Please quote exactly the lines below from the line containing "use crate::error::Error;" to the line containing "let fx = (px", both lines included, and nothing else.

[Source material]

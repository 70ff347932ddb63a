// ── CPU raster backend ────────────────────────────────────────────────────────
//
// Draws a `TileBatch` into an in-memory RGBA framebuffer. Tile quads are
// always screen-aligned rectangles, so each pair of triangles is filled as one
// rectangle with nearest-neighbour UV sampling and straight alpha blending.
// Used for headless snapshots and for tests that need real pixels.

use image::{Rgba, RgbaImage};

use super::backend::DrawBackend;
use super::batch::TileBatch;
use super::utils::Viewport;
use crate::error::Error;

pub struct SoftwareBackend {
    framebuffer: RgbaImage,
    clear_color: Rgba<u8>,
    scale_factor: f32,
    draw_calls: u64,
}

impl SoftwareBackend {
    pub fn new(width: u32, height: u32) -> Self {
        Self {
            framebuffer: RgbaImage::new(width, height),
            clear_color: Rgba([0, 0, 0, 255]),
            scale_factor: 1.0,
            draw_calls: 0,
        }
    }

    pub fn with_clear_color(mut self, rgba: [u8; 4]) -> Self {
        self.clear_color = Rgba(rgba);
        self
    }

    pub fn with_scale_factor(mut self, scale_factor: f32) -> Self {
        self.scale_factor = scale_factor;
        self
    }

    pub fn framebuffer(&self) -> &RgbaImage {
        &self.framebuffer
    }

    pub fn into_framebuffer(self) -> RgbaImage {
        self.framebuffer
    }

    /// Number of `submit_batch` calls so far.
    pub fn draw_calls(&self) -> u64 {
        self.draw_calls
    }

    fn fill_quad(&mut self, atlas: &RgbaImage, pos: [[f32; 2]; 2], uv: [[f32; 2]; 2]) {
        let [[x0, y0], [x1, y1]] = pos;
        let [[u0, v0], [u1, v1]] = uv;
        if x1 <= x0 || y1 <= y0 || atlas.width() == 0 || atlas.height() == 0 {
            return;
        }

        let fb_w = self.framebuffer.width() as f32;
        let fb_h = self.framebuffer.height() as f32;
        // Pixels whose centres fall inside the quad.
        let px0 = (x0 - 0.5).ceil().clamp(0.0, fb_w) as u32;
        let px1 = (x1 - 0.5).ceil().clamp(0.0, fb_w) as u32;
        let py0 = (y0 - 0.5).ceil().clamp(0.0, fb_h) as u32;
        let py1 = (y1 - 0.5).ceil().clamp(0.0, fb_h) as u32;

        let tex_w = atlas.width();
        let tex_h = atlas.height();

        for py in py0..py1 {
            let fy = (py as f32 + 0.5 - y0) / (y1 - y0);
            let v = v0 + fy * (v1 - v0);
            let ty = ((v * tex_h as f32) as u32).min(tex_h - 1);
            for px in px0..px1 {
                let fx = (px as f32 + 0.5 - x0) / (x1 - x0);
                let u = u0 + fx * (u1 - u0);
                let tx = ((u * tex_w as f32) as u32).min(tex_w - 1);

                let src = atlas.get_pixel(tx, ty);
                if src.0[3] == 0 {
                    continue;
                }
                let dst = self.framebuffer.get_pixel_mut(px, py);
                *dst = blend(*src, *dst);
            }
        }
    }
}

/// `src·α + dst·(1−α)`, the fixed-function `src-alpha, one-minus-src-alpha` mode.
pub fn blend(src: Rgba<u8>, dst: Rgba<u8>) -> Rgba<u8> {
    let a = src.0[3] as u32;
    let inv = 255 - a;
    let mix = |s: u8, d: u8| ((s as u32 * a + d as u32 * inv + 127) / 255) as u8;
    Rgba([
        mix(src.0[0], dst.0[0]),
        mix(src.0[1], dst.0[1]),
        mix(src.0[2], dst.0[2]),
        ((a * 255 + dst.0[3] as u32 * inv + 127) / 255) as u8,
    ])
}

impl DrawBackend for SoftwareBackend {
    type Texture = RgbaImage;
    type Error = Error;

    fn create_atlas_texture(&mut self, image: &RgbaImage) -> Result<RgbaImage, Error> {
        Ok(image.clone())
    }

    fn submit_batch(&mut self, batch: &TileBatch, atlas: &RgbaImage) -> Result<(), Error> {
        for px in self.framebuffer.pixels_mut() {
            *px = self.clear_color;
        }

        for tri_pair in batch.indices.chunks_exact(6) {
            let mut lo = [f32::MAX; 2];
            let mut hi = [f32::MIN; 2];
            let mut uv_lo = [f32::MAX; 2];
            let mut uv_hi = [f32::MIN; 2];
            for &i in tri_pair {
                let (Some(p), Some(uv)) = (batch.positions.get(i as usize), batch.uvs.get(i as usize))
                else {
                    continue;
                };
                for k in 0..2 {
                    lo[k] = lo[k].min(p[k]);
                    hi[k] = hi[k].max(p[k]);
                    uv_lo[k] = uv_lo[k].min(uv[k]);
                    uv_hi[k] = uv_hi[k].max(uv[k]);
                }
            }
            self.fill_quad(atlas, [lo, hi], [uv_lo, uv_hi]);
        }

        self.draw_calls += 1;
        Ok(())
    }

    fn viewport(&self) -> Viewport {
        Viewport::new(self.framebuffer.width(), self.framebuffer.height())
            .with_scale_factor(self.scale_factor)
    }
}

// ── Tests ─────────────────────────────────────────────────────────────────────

[/Source material]

Output of the task:
use crate::error::Error;

pub struct SoftwareBackend {
    framebuffer: RgbaImage,
    clear_color: Rgba<u8>,
    scale_factor: f32,
    draw_calls: u64,
}

impl SoftwareBackend {
    pub fn new(width: u32, height: u32) -> Self {
        Self {
            framebuffer: RgbaImage::new(width, height),
            clear_color: Rgba([0, 0, 0, 255]),
            scale_factor: 1.0,
            draw_calls: 0,
        }
    }

    pub fn with_clear_color(mut self, rgba: [u8; 4]) -> Self {
        self.clear_color = Rgba(rgba);
        self
    }

    pub fn with_scale_factor(mut self, scale_factor: f32) -> Self {
        self.scale_factor = scale_factor;
        self
    }

    pub fn framebuffer(&self) -> &RgbaImage {
        &self.framebuffer
    }

    pub fn into_framebuffer(self) -> RgbaImage {
        self.framebuffer
    }

    /// Number of `submit_batch` calls so far.
    pub fn draw_calls(&self) -> u64 {
        self.draw_calls
    }

    fn fill_quad(&mut self, atlas: &RgbaImage, pos: [[f32; 2]; 2], uv: [[f32; 2]; 2]) {
        let [[x0, y0], [x1, y1]] = pos;
        let [[u0, v0], [u1, v1]] = uv;
        if x1 <= x0 || y1 <= y0 || atlas.width() == 0 || atlas.height() == 0 {
            return;
        }

        let fb_w = self.framebuffer.width() as f32;
        let fb_h = self.framebuffer.height() as f32;
        // Pixels whose centres fall inside the quad.
        let px0 = (x0 - 0.5).ceil().clamp(0.0, fb_w) as u32;
        let px1 = (x1 - 0.5).ceil().clamp(0.0, fb_w) as u32;
        let py0 = (y0 - 0.5).ceil().clamp(0.0, fb_h) as u32;
        let py1 = (y1 - 0.5).ceil().clamp(0.0, fb_h) as u32;

        let tex_w = atlas.width();
        let tex_h = atlas.height();

        for py in py0..py1 {
            let fy = (py as f32 + 0.5 - y0) / (y1 - y0);
            let v = v0 + fy * (v1 - v0);
            let ty = ((v * tex_h as f32) as u32).min(tex_h - 1);
            for px in px0..px1 {
                let fx = (px as f32 + 0.5 - x0) / (x1 - x0);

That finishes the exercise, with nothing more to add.